# Project MLE - Spam filter

## Data preparation
Collect a dataset of emails labeled as spam or not spam.
Preprocess the emails by removing stop words, stemming, and converting text into numerical features.

In [None]:
import nltk
from nltk.corpus import stopwords
from nltk.stem import PorterStemmer
from sklearn.feature_extraction.text import CountVectorizer

# Download stop words and initialize stemmer
nltk.download('stopwords')
stop_words = stopwords.words('english')
stemmer = PorterStemmer()

# Define function to preprocess text
def preprocess(text):
    # Convert to lowercase and remove punctuation
    text = text.lower().replace('[^\w\s]','')

    # Tokenize and remove stop words
    words = nltk.word_tokenize(text)
    words = [word for word in words if word not in stop_words]

    # Stem words
    words = [stemmer.stem(word) for word in words]

    # Join words back into a single string
    text = ' '.join(words)
    
    return text

# Example usage
text = "This is an example sentence.

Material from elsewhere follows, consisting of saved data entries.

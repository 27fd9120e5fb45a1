// FilePress - Content-aware file compression
// Copyright (C) 2025 FilePress Contributors
//
// This program is free software: you can redistribute it and/or modify
// it under the terms of the GNU Affero General Public License as published
// by the Free Software Foundation, either version 3 of the License, or
// (at your option) any later version.
//
// This program is distributed in the hope that it will be useful,
// but WITHOUT ANY WARRANTY; without even the implied warranty of
// MERCHANTABILITY or FITNESS FOR A PARTICULAR PURPOSE. See the
// GNU Affero General Public License for more details.


use crate::context::{declared_type, upload_name};
use crate::output;
use anyhow::{Context as _, Result};
use clap::Parser;
use filepress_compression::estimate;
use indicatif::HumanBytes;
use std::path::PathBuf;

/// Estimate output sizes for both modes
#[derive(Parser, Debug)]
pub struct EstimateCmd {
    /// File to estimate
    #[arg(value_name = "FILE")]
    pub file: PathBuf,

    /// Declared media type; inferred from the extension when omitted
    #[arg(short = 't', long = "type", value_name = "MIME")]
    pub media_type: Option<String>,

    /// Size in bytes, instead of reading it from FILE
    #[arg(long)]
    pub size: Option<u64>,

    /// Print as JSON
    #[arg(long)]
    pub json: bool,
}

impl EstimateCmd {
    pub async fn execute(&self) -> Result<()> {
        let size = match self.size {
            Some(size) => size,
            None => {
                tokio::fs::metadata(&self.file)
                    .await
                    .with_context(|| format!("Failed to stat {}", self.file.display()))?
                    .len()
            }
        };

        let name = upload_name(&self.file);
        let result = estimate(
            &declared_type(&self.file, self.media_type.as_deref()),
            &name,
            size,
        );

        if self.json {
            println!("{}", serde_json::to_string_pretty(&result)?);
            return Ok(());
        }

        output::header(&name);
        output::detail("Class", result.class.as_str());
        output::detail("Original", &HumanBytes(result.original_size).to_string());
        output::detail("Quality", &format!("~{}", HumanBytes(result.quality)));
        output::detail("Max", &format!("~{}", HumanBytes(result.max)));
        Ok(())
    }
}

It contains multiple sentences!"
preprocessed_text = preprocess(text)
print(preprocessed_text)

## Model training
Create a statistical model, such as Naive Bayes or logistic regression, to predict whether an email is spam or not spam.
Use MLE to estimate the model parameters that maximize the likelihood of the training data.

In [None]:
from sklearn.naive_bayes import MultinomialNB

# Load preprocessed data and labels
X_train, y_train = load_data()

# Create bag-of-words vectorizer
vectorizer = CountVectorizer()

# Convert text to bag-of-words features
X_train_bow = vectorizer.fit_transform(X_train)

# Train Naive Bayes model with MLE
clf = MultinomialNB()
clf.fit(X_train_bow, y_train)


## Model evaluation
Evaluate the trained model on a held-out test set to measure its performance.
Tune the model's hyperparameters, such as regularization strength or feature selection, to improve its accuracy.
Sample code for model evaluation:

In [None]:
from sklearn.metrics import accuracy_score
from sklearn.model_selection import train_test_split

# Load preprocessed data and labels
X, y = load_data()

# Split data into training and test sets
X_train, X_test, y_train, y_test = train_test_split(X, y, test_size=0.2)

# Convert text to bag-of-words features
X_train_bow = vectorizer.fit_transform(X_train)
X_test_bow = vectorizer.transform(X_test)

# Train Naive Bayes model with MLE
clf = MultinomialNB()
clf.fit(X_train_bow, y_train)

# Evaluate model on test set
y_pred = clf.predict(X_test_bow)
accuracy = accuracy_score(y_test, y_pred)
print("Accuracy:", accuracy)


## Inference
Use the trained model to predict whether new, unseen emails are spam or not spam.
Preprocess the new emails in the same way as the training data before making predictions.

In [None]:
# Preprocess new email text
new_email = "Get rich quick! Earn thousands of dollars a day!"
preprocessed_email = preprocess(new_email)

# Convert preprocessed text to bag-of-words features
new_email_b